Cada uno desarrollaba su estrategia.

Ella eligió un té inglés -qué alivio, quedaban tres saquitos- y él uno indio, que detestaba, sólo por darle un toque exótico a la sobremesa.

Pero el hervor del agua demora la ceremonia del té un par de minutos más de lo que fueron capaces de soportar, y los besos trajeron los besos, y las manos llegaron a sus destinos, y el sofá recibió encantado las cáscaras de ropa y el amor que se hicieron por primera vez en la historia.

Cuando en el sofá volvió a reinar la calma, ya se habían alborotado los corazones.

Ella le prometió amarlo para siempre, y él le creyó y la amó para siempre.

El le juró amor eterno, y ella calculó cuánto duraría esa eternidad. Le dijo:

– Hacía mucho tiempo que no me sentía así, tan bien. Quiero que no se acabe nunca esta sensación. Eres…me gustas, y estoy hecha un lío. No quiero lastimarte, y tengo mucho miedo de que me lastimes. Tú no sabes lo mal que lo pase, tú no sabes…

El no lo sabía, claro, cómo iba a saberlo. Nunca le hizo preguntas, quién sabe si por falta de oportunidad o por respeto. Siempre había buscado las respuestas que iba necesitando en los entresijos de sus palabras. No lo sabía, pero se lo imaginaba.

– Todos tenemos algo a lo que acostumbrarnos – dijo, y ya no hablaba él, al menos no el que había planeado el camino y cuidado cada detalle de la seducción. Su voz y sus palabras ya eran débiles, ya no tenía el control. En algún momento de la noche había alzado las barreras. Todos sus deseos, que hasta hacía poco tiempo tenían un objetivo único, definido y de dos plazas, se habían dispersado. Deseaba al mismo tiempo consolarla, hacerla feliz, besarla, protegerla; todos sinónimos en tales circunstancias.

Las palabras eran tantas que fueron silencio, que no podían soportar si no era en el beso, que casi nadie sabe, puede ni quiere controlar.

Como las lágrimas, que llegaron más pronto que tarde. Y los sollozos.

Ella:

-Ya no quiero amar a nadie más que a ti.

-No digas esas cosas ahora, no…

-Ya no quiero que nadie más que tú me ame.

-No, no…

La voz de ella sonaba desesperada y femenina como nunca.

-No me abandones jamás, te necesito.

-Pero si no te voy a dejar, che, no seas tonta -dijo él, sorprendido y abrumado a una.

-No, no dejes que nunca muera lo que siento, no soportaría vivir sin amarte.

-Pero si…

El estaba atónito en medio de la desesperación de ella, y no sabía hacer otra cosa que dejarse llevar. La voz de mujer era como una marea doliente que lo privaba de su voluntad.

-No me digas peros. Tú te das cuenta de lo que me has hecho? Ya no existo. Ya sólo soy una parte de ti, de tu persona. Me has quitado la vida. Ya no existo. No existo.

-…

-Y si tú algún día no estuvieras no lo soportaría. No soportaría el frío, ni la soledad, ni la noche, ni la escollera, ni la luna, ni las calles ni los camareros, ni las canciones, ni…

-Mi amor..!- la interrumpió él, iniciando el nuevo placer, que fue breve, intenso y creciente.

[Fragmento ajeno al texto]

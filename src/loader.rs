//! The locale loader: owns the record set and publishes immutable snapshots of it.
//!
//! Readers take an `Arc<LocaleSnapshot>` and never block on writers. Every
//! mutation goes through [`LocaleLoader`], which rebuilds the tree, swaps the
//! snapshot in, then fires [`LoaderEvent::Changed`].

mod discovery;
mod error;
mod locale_loader;
mod snapshot;
mod translate;
mod trigger;
mod write_queue;

pub use discovery::find_locale_files;
pub use error::{
    LoadIssue,
    LoadReport,
    LoaderError,
};
pub use locale_loader::{
    LoaderEvent,
    LoaderState,
    LocaleLoader,
};
pub use snapshot::{
    FileInfo,
    LocaleSnapshot,
};
pub use translate::{
    TranslateError,
    Translator,
};
pub use trigger::{
    LoaderTrigger,
    spawn_trigger_loop,
};
pub use write_queue::WriteQueue;
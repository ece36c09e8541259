//! Merges locale records into a single [`LocaleTree`].
//!
//! Records are placed by key path. Intermediate segments become trees, the
//! last segment becomes a node holding one record per locale. When a path is
//! both a translation and a group of keys, the first-seen shape wins and the
//! later record is reported as a [`TreeConflict`].

use indexmap::map::Entry;
use serde::Serialize;
use thiserror::Error;

use super::types::{
    LocaleItem,
    LocaleNode,
    LocaleRecord,
    LocaleTree,
};
use crate::keypath;

/// A record that could not be placed in the tree.
#[derive(Error, Debug, Clone, PartialEq, Eq, Serialize)]
#[serde(tag = "kind", rename_all = "camelCase")]
pub enum TreeConflict {
    /// `prefix` is already a translation, so `keypath` cannot live below it.
    #[error("'{keypath}' ({locale}) needs '{prefix}' to be a group of keys, but it is a translation")]
    LeafUsedAsContainer { keypath: String, locale: String, prefix: String },

    /// `keypath` is already a group of keys, so it cannot hold a translation.
    #[error("'{keypath}' ({locale}) is a translation, but it is already a group of keys")]
    ContainerUsedAsLeaf { keypath: String, locale: String },

    /// The key path has an empty segment.
    #[error("'{keypath}' ({locale}) is not a valid key path")]
    MalformedKey { keypath: String, locale: String },
}

impl TreeConflict {
    #[must_use]
    pub fn keypath(&self) -> &str {
        match self {
            Self::LeafUsedAsContainer { keypath, .. }
            | Self::ContainerUsedAsLeaf { keypath, .. }
            | Self::MalformedKey { keypath, .. } => keypath,
        }
    }
}

/// Result of merging a record set.
#[derive(Debug, Clone, Default, PartialEq, Eq)]
pub struct BuiltTree {
    pub tree: LocaleTree,
    pub conflicts: Vec<TreeConflict>,
}

/// Incremental tree builder.
#[derive(Debug, Clone)]
pub struct TreeBuilder {
    separator: String,
    root: LocaleTree,
    conflicts: Vec<TreeConflict>,
}

impl TreeBuilder {
    #[must_use]
    pub fn new(separator: impl Into<String>) -> Self {
        Self { separator: separator.into(), root: LocaleTree::root(), conflicts: Vec::new() }
    }

    /// Places one record. Conflicts are recorded and also returned.
    pub fn insert(&mut self, record: LocaleRecord) -> Result<(), TreeConflict> {
        let result = place(&mut self.root, record, &self.separator);
        if let Err(conflict) = &result {
            tracing::debug!(%conflict, "Structural conflict while merging locale records");
            self.conflicts.push(conflict.clone());
        }
        result
    }

    pub fn extend(&mut self, records: impl IntoIterator<Item = LocaleRecord>) {
        for record in records {
            // Recorded in `self.conflicts`.
            let _ = self.insert(record);
        }
    }

    #[must_use]
    pub fn finish(self) -> BuiltTree {
        BuiltTree { tree: self.root, conflicts: self.conflicts }
    }
}

/// Builds a tree from a record set in one go.
#[must_use]
pub fn build_locale_tree(
    records: impl IntoIterator<Item = LocaleRecord>,
    separator: &str,
) -> BuiltTree {
    let mut builder = TreeBuilder::new(separator);
    builder.extend(records);
    builder.finish()
}

fn place(root: &mut LocaleTree, record: LocaleRecord, separator: &str) -> Result<(), TreeConflict> {
    if !keypath::is_well_formed(&record.keypath, separator) {
        return Err(TreeConflict::MalformedKey {
            keypath: record.keypath,
            locale: record.locale,
        });
    }

    let segments: Vec<String> =
        keypath::split(&record.keypath, separator).into_iter().map(str::to_owned).collect();
    let Some((last, parents)) = segments.split_last() else {
        return Err(TreeConflict::MalformedKey { keypath: record.keypath, locale: record.locale });
    };

    let mut current = root;
    let mut prefix = String::new();
    for segment in parents {
        if !prefix.is_empty() {
            prefix.push_str(separator);
        }
        prefix.push_str(segment);

        let child = current
            .children
            .entry(segment.clone())
            .or_insert_with(|| LocaleItem::Tree(LocaleTree::new(prefix.clone(), segment.clone())));
        match child {
            LocaleItem::Tree(tree) => current = tree,
            LocaleItem::Node(_) => {
                return Err(TreeConflict::LeafUsedAsContainer {
                    keypath: record.keypath,
                    locale: record.locale,
                    prefix,
                });
            }
        }
    }

    match current.children.entry(last.clone()) {
        Entry::Vacant(entry) => {
            let mut node = LocaleNode::new(record.keypath.clone(), last.clone());
            node.locales.insert(record.locale.clone(), record);
            entry.insert(LocaleItem::Node(node));
            Ok(())
        }
        Entry::Occupied(entry) => match entry.into_mut() {
            LocaleItem::Node(node) => {
                if let Some(previous) = node.locales.get(&record.locale) {
                    tracing::debug!(
                        keypath = %record.keypath,
                        locale = %record.locale,
                        previous = %previous.filepath.display(),
                        replacement = %record.filepath.display(),
                        "Replacing record defined in another file"
                    );
                }
                node.locales.insert(record.locale.clone(), record);
                Ok(())
            }
            LocaleItem::Tree(_) => {
                Err(TreeConflict::ContainerUsedAsLeaf { keypath: record.keypath, locale: record.locale })
            }
        },
    }
}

El acento del amor y del deseo quiso provocar el punto álgido del placer que ninguno de los dos conocía hasta entonces, y coincidió con la primera presión de los pulgares fuertes en el cuello largo y delicado, e hizo que ella se atragantara con su último estertor.

Los ojos de él rezumaban ternura y piedad, y vieron alivio y gratitud en los de ella, que no dejaron de mirarlo, ni lo harán jamás.

En el bar

Ella estaba sentada en el bar del antiguo edificio de la Via Laietana esquina Jaume I, pero en realidad viajaba por otros edificios y por otros momentos.

El estaba sentado en el mismo bar de Laietana, pero volaba por lugares remotos, y por tiempos que aún no había vivido.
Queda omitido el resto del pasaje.